Every year my mom and I take a trip to the beach together. Basically, we spend sun up to sun down by the water. We take walks, listen to good music, and talk and laugh. I always feel rejuvenated when I get home.
What’s a little tricky about being a year round administrator is that there is always someone working even when you are not. As someone who strives to be responsive and dependable, stepping away for even a long weekend can be challenging.
I’ve tried almost everything. I’ve tried putting my email away message up. I’ve tried tying up lose ends. I’ve even tried telling other people to hold me “accountable” for stepping away. Supporting teachers continues to be one of the greatest honors of my life and one that I take very seriously. Our teachers are working hard and hustling in the classroom every day; I want to be a champion who hustles for them.
But in the midst of hustle culture, it’s easy to lose your priorities a little. Many of you may know that I lost my dad to Leukemia.
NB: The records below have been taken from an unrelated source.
//! Correction handler
//!
//! Applies field-level patches to committed deliveries and refolds the log
//! from the nearest checkpoint at or before the earliest patched delivery.
//! The refold runs on a copy; the session only changes if every delivery in
//! the suffix still validates and no closure already acted upon is disturbed.
//!
//! Closure rules:
//! - A recorded automatic closure must still happen, for the same reason, on
//!   the last delivery
//! - A declaration must still find the innings open at the same ball count
//! - An open innings may become closed by the corrected last delivery
//! - The refold may never close the innings before the last delivery

use std::time::Instant;

use cricket_types::delivery::{Delivery, DeliveryPatch};
use cricket_types::errors::ScoringError;
use cricket_types::ids::{ActorId, DeliveryId};
use cricket_types::innings::Closure;
use tracing::{info, warn};

use crate::replay::{ReplayEngine, ReplayError};
use crate::session::InningsSession;

/// What an applied correction changed.
#[derive(Debug, Clone, PartialEq, Eq)]
pub struct CorrectionReport {
    /// Patched deliveries as committed.
    pub corrected: Vec<Delivery>,
    /// Sequence of the earliest patched delivery.
    pub from_sequence: u64,
    /// Deliveries refolded, counted from the checkpoint used.
    pub refolded: usize,
    pub runs_before: u32,
    pub runs_after: u32,
    pub wickets_before: u32,
    pub wickets_after: u32,
    pub closure_before: Option<Closure>,
    pub closure_after: Option<Closure>,
}

impl CorrectionReport {
    /// Whether the innings total (runs, wickets) moved.
    pub fn total_changed(&self) -> bool {
        self.runs_before != self.runs_after || self.wickets_before != self.wickets_after
    }
}

impl InningsSession {
    /// Amend one delivery.
    pub fn correct(
        &mut self,
        delivery_id: DeliveryId,
        patch: DeliveryPatch,
        actor: Option<&ActorId>,
    ) -> Result<CorrectionReport, ScoringError> {
        self.correct_many(vec![(delivery_id, patch)], actor)
    }

    /// Amend several deliveries as one atomic correction.
    ///
    /// Needed when a change cascades, e.g. a new dismissal means later
    /// deliveries must name the incoming batter.
    pub fn correct_many(
        &mut self,
        patches: Vec<(DeliveryId, DeliveryPatch)>,
        actor: Option<&ActorId>,
    ) -> Result<CorrectionReport, ScoringError> {
        let start = Instant::now();
        let result = self.refold_with(patches);
        match &result {
            Ok(report) => info!(
                innings_id = %self.meta.innings_id,
                from_sequence = report.from_sequence,
                patched = report.corrected.len(),
                refolded = report.refolded,
                actor = actor.map(|a| a.as_str()).unwrap_or("-"),
                duration_us = start.elapsed().as_micros() as u64,
                "Correction applied"
            ),
            Err(e) => warn!(
                innings_id = %self.meta.innings_id,
                code = e.code(),
                error = %e,
                "Correction rejected"
            ),
        }
        result
    }

    fn refold_with(&mut self, patches: Vec<(DeliveryId, DeliveryPatch)>) -> Result<CorrectionReport, ScoringError> {
        if patches.is_empty() || patches.iter().any(|(_, patch)| patch.is_empty()) {
            return Err(ScoringError::invalid_delivery("correction carries no changes"));
        }

        let mut positions = Vec::with_capacity(patches.len());
        for (delivery_id, _) in &patches {
            let index = self
                .log
                .position(delivery_id)
                .ok_or_else(|| ScoringError::DeliveryNotFound {
                    delivery_id: delivery_id.to_string(),
                })?;
            positions.push(index);
        }
        let earliest = positions.iter().copied().min().unwrap_or(0);

        let (base, seed) = self
            .checkpoints
            .range(..=earliest)
            .next_back()
            .map(|(k, fold)| (*k, fold.clone()))
            .ok_or_else(|| ScoringError::invalid_delivery("no checkpoint covers the corrected delivery"))?;

        let mut suffix = self.log.suffix(base).to_vec();
        for ((_, patch), index) in patches.iter().zip(&positions) {
            if let Some(delivery) = suffix.get_mut(index - base) {
                patch.apply_to(delivery);
            }
        }

        let replayed = ReplayEngine::new()
            .with_lenient_ends()
            .with_checkpoints(self.checkpoint_interval)
            .replay_from(seed, &suffix)
            .map_err(|e| match e {
                ReplayError::Rejected {
                    sequence,
                    source: ScoringError::InningsClosed { .. },
                } => ScoringError::CorrectionInvalidatesClosure {
                    reason: format!("innings would close before delivery {}", sequence),
                },
                ReplayError::Rejected { source, .. } => source,
                other => ScoringError::invalid_delivery(other.to_string()),
            })?;

        let closure_before = self.fold.state.closure;
        let mut fold = replayed.fold;
        let refolded_closure = fold.state.closure;

        match closure_before {
            Some(recorded) if recorded.reason.is_automatic() => {
                if refolded_closure.map(|c| c.reason) != Some(recorded.reason) {
                    return Err(ScoringError::CorrectionInvalidatesClosure {
                        reason: format!("innings no longer closes by {:?}", recorded.reason),
                    });
                }
            }
            Some(recorded) => {
                if let Some(auto) = refolded_closure {
                    return Err(ScoringError::CorrectionInvalidatesClosure {
                        reason: format!(
                            "innings would close by {:?} before the {:?}",
                            auto.reason, recorded.reason
                        ),
                    });
                }
                if fold.state.balls != recorded.balls {
                    return Err(ScoringError::CorrectionInvalidatesClosure {
                        reason: format!(
                            "{:?} was made after {} legal balls, correction gives {}",
                            recorded.reason,
                            recorded.balls.balls(),
                            fold.state.balls.balls()
                        ),
                    });
                }
                fold.state.close(recorded.reason);
            }
            None => {}
        }

        let mut log = self.log.clone();
        for (offset, delivery) in replayed.deliveries.into_iter().enumerate() {
            log.amend(base + offset, delivery)
                .map_err(|e| ScoringError::invalid_delivery(e.to_string()))?;
        }

        let corrected: Vec<Delivery> = positions
            .iter()
            .filter_map(|index| log.get(*index).cloned())
            .collect();
        let from_sequence = log.get(earliest).map(|d| d.sequence).unwrap_or_default();

        let report = CorrectionReport {
            corrected,
            from_sequence,
            refolded: suffix.len(),
            runs_before: self.fold.state.runs,
            runs_after: fold.state.runs,
            wickets_before: self.fold.state.wickets,
            wickets_after: fold.state.wickets,
            closure_before,
            closure_after: fold.state.closure,
        };

        self.checkpoints.retain(|k, _| *k <= base);
        self.checkpoints.extend(replayed.checkpoints);
        self.log = log;
        self.fold = fold;
        self.version += 1;

        Ok(report)
    }
}

#[cfg(test)]
mod tests {
    use super::*;
    use cricket_types::delivery::{DeliveryDraft, Dismissal, WicketType};
    use cricket_types::ids::{InningsId, MatchId, PlayerId, TeamId};
    use cricket_types::innings::{ClosureReason, InningsKind, InningsMeta};

    use crate::fold::InningsFold;
    use crate::state_machine::Sides;

    fn p(name: &str) -> PlayerId {
        PlayerId::new(name)
    }

    fn meta(overs: u32, max_wickets: u32) -> InningsMeta {
        InningsMeta {
            innings_id: InningsId::new(),
            match_id: MatchId::new(),
            number: 1,
            kind: InningsKind::Regular,
            batting_team: TeamId::new("bat"),
            bowling_team: TeamId::new("bowl"),
            overs_limit: Some(overs),
            max_wickets,
            target: None,
            follow_on: false,
        }
    }

    fn sides() -> Sides {
        Sides {
            batting: ["a", "b", "c", "d"].iter().map(|n| p(n)).collect(),
            bowling: ["x", "y"].iter().map(|n| p(n)).collect(),
        }
    }

    fn session(overs: u32, max_wickets: u32, interval: usize) -> InningsSession {
        InningsSession::new(meta(overs, max_wickets), sides(), true, interval)
    }

    fn ball(striker: &str, non_striker: &str) -> DeliveryDraft {
        DeliveryDraft::new(p(striker), p(non_striker), p("x"))
    }

    fn id_at(s: &InningsSession, index: usize) -> DeliveryId {
        s.log().get(index).map(|d| d.delivery_id).unwrap()
    }

    fn full_replay(s: &InningsSession) -> InningsFold {
        let seed = InningsFold::new(s.meta(), sides(), true);
        ReplayEngine::new()
            .with_lenient_ends()
            .replay_from(seed, s.log().deliveries())
            .unwrap()
            .fold
    }

    #[test]
    fn test_runs_correction_matches_full_replay() {
        let mut s = session(20, 10, 2);
        for _ in 0..5 {
            s.submit(ball("a", "b").runs(2), None).unwrap();
        }
        let target = id_at(&s, 2);
        let report = s
            .correct(target, DeliveryPatch::default().with_runs(4), None)
            .unwrap();

        assert_eq!(report.runs_before, 10);
        assert_eq!(report.runs_after, 12);
        assert_eq!(report.from_sequence, 3);
        // Seeded from the checkpoint after two deliveries
        assert_eq!(report.refolded, 3);
        assert_eq!(s.find(&target).map(|d| d.revision), Some(1));
        assert_eq!(s.fold(), &full_replay(&s));
        assert_eq!(s.version(), 6);
    }

    #[test]
    fn test_wide_to_legal_shifts_placement() {
        let mut s = session(20, 10, 30);
        s.submit(ball("a", "b").wide(1), None).unwrap();
        for _ in 0..6 {
            s.submit(ball("a", "b"), None).unwrap();
        }
        // Sixth legal ball ended the over, strike swapped
        s.submit(ball("b", "a"), None).unwrap();
        assert_eq!(s.log().get(7).map(|d| (d.over_number, d.ball_in_over)), Some((2, 1)));

        let wide = id_at(&s, 0);
        let patch = DeliveryPatch {
            extra_type: Some(cricket_types::delivery::ExtraType::None),
            runs_extras: Some(0),
            ..DeliveryPatch::default()
        };
        // Over now ends one ball earlier; lenient ends accept the recorded pair
        s.correct(wide, patch, None).unwrap();
        assert_eq!(s.log().get(6).map(|d| (d.over_number, d.ball_in_over)), Some((2, 1)));
        assert_eq!(s.log().get(7).map(|d| (d.over_number, d.ball_in_over)), Some((2, 2)));
        assert_eq!(s.fold().state.balls.balls(), 8);
    }

    #[test]
    fn test_new_dismissal_requires_later_batter_changes() {
        let mut s = session(20, 10, 30);
        s.submit(ball("a", "b").runs(2), None).unwrap();
        s.submit(ball("a", "b"), None).unwrap();
        s.submit(ball("a", "b").runs(1), None).unwrap();

        let caught = DeliveryPatch::default()
            .with_runs(0)
            .with_dismissal(Dismissal::new(WicketType::Caught, p("a")).with_fielder(p("y")));
        let before = s.fold().clone();

        // a still bats on the next ball
        let err = s.correct(id_at(&s, 0), caught.clone(), None).unwrap_err();
        assert!(matches!(err, ScoringError::InvalidPlayers { .. }));
        assert_eq!(s.fold(), &before);

        let report = s
            .correct_many(
                vec![
                    (id_at(&s, 0), caught),
                    (id_at(&s, 1), DeliveryPatch::default().with_batters(p("c"), p("b"))),
                    (id_at(&s, 2), DeliveryPatch::default().with_batters(p("c"), p("b"))),
                ],
                Some(&ActorId::new("scorer")),
            )
            .unwrap();
        assert_eq!(report.wickets_after, 1);
        assert_eq!(report.runs_after, 1);
        assert_eq!(s.fold().scorecard.fall_of_wickets().len(), 1);
        assert_eq!(s.fold(), &full_replay(&s));
    }

    #[test]
    fn test_earlier_closure_is_rejected() {
        let mut s = session(20, 1, 30);
        s.submit(ball("a", "b"), None).unwrap();
        s.submit(ball("a", "b"), None).unwrap();

        let bowled = DeliveryPatch::default()
            .with_dismissal(Dismissal::new(WicketType::Bowled, p("a")));
        let err = s.correct(id_at(&s, 0), bowled, None).unwrap_err();
        assert!(matches!(err, ScoringError::CorrectionInvalidatesClosure { .. }));
        assert!(!s.is_closed());
    }

    #[test]
    fn test_last_ball_may_close_open_innings() {
        let mut s = session(20, 1, 30);
        s.submit(ball("a", "b"), None).unwrap();
        let bowled = DeliveryPatch::default()
            .with_dismissal(Dismissal::new(WicketType::Bowled, p("a")));
        let report = s.correct(id_at(&s, 0), bowled, None).unwrap();
        assert_eq!(report.closure_after.map(|c| c.reason), Some(ClosureReason::AllOut));
        assert!(s.is_closed());
    }

    #[test]
    fn test_recorded_closure_must_survive() {
        let mut s = session(20, 1, 30);
        s.submit(ball("a", "b"), None).unwrap();
        s.submit(ball("a", "b").out(WicketType::Bowled, p("a")), None).unwrap();
        assert!(s.is_closed());

        let err = s
            .correct(id_at(&s, 1), DeliveryPatch::default().clear_dismissal(), None)
            .unwrap_err();
        assert!(matches!(err, ScoringError::CorrectionInvalidatesClosure { .. }));

        // Runs may still change on a closed innings
        s.correct(id_at(&s, 0), DeliveryPatch::default().with_runs(3), None)
            .unwrap();
        assert_eq!(s.closure().map(|c| c.runs), Some(3));
    }

    #[test]
    fn test_declaration_ball_count_is_fixed() {
        let mut s = session(20, 10, 30);
        s.submit(ball("a", "b").wide(1), None).unwrap();
        s.submit(ball("a", "b").runs(2), None).unwrap();
        s.declare().unwrap();

        let to_legal = DeliveryPatch {
            extra_type: Some(cricket_types::delivery::ExtraType::None),
            runs_extras: Some(0),
            ..DeliveryPatch::default()
        };
        let err = s.correct(id_at(&s, 0), to_legal, None).unwrap_err();
        assert!(matches!(err, ScoringError::CorrectionInvalidatesClosure { .. }));

        s.correct(id_at(&s, 1), DeliveryPatch::default().with_runs(4), None)
            .unwrap();
        assert_eq!(s.closure().map(|c| (c.reason, c.runs)), Some((ClosureReason::Declared, 5)));
    }

    #[test]
    fn test_unknown_delivery_and_empty_patch() {
        let mut s = session(20, 10, 30);
        s.submit(ball("a", "b"), None).unwrap();
        let err = s
            .correct(DeliveryId::new(), DeliveryPatch::default().with_runs(1), None)
            .unwrap_err();
        assert!(err.is_not_found());

        let err = s.correct(id_at(&s, 0), DeliveryPatch::default(), None).unwrap_err();
        assert!(matches!(err, ScoringError::InvalidDelivery { .. }));
    }
}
I was in first grade when he died at the young age of 32 years old. Every year that I live past 32 feels like such a gift, and one that I take very seriously because while I’m living these years for me, I’m also living them for him since he never got the chance.
Sometimes, while my mom and I sit and look at the vastness of the ocean together, she will tell me stories about my dad. It’s usually one good story a year on these trips. It’s too sad to talk about it much more than a few minutes. So, when that story comes, I soak up every detail I can, wanting desperately to remember, so I can play that story over and over again in my mind. I do this not only to feel closer to my dad but so that I don’t forget. Because one day, hopefully a very, very long time for now, she won’t be around to tell me these stories anymore. And I know that I will want to remember.
On this most recent trip, Whitney Houston’s song, How Will I Know, came on, and she told me about how they went to see Whitney in concert while they were pregnant with me. She talked about how she remembered exactly where they were sitting because it was pretty close to the stage. And like she’s reminded me many times before, she spoke of how much my dad loved music, and how important it was to him that he knew the artists’ names. While this is a fact that I know, I like being reminded. It reminds me of long drives home on cool summer nights with the windows down and the music turned up. My dad would ask me, “Meghan, who sings this?” He loved quizzing me on the artists.
In these moments, those emails can wait. That thing that felt really important for work suddenly fades away. It can wait. Because what matters is now and us in this moment.
Perhaps in this exact moment, you find yourself worrying about something work related. In many cases, whatever that thing is, you probably won’t remember it or care about it five years from now.
I don’t want us to miss precious moments of this beautiful life worrying about little things.
Turn that song up, roll the windows down, take that walk with that person you love. Live your life fully in little moments. It’s all we have – these little moments.
Because in the end, we realize the little things were not so little after all.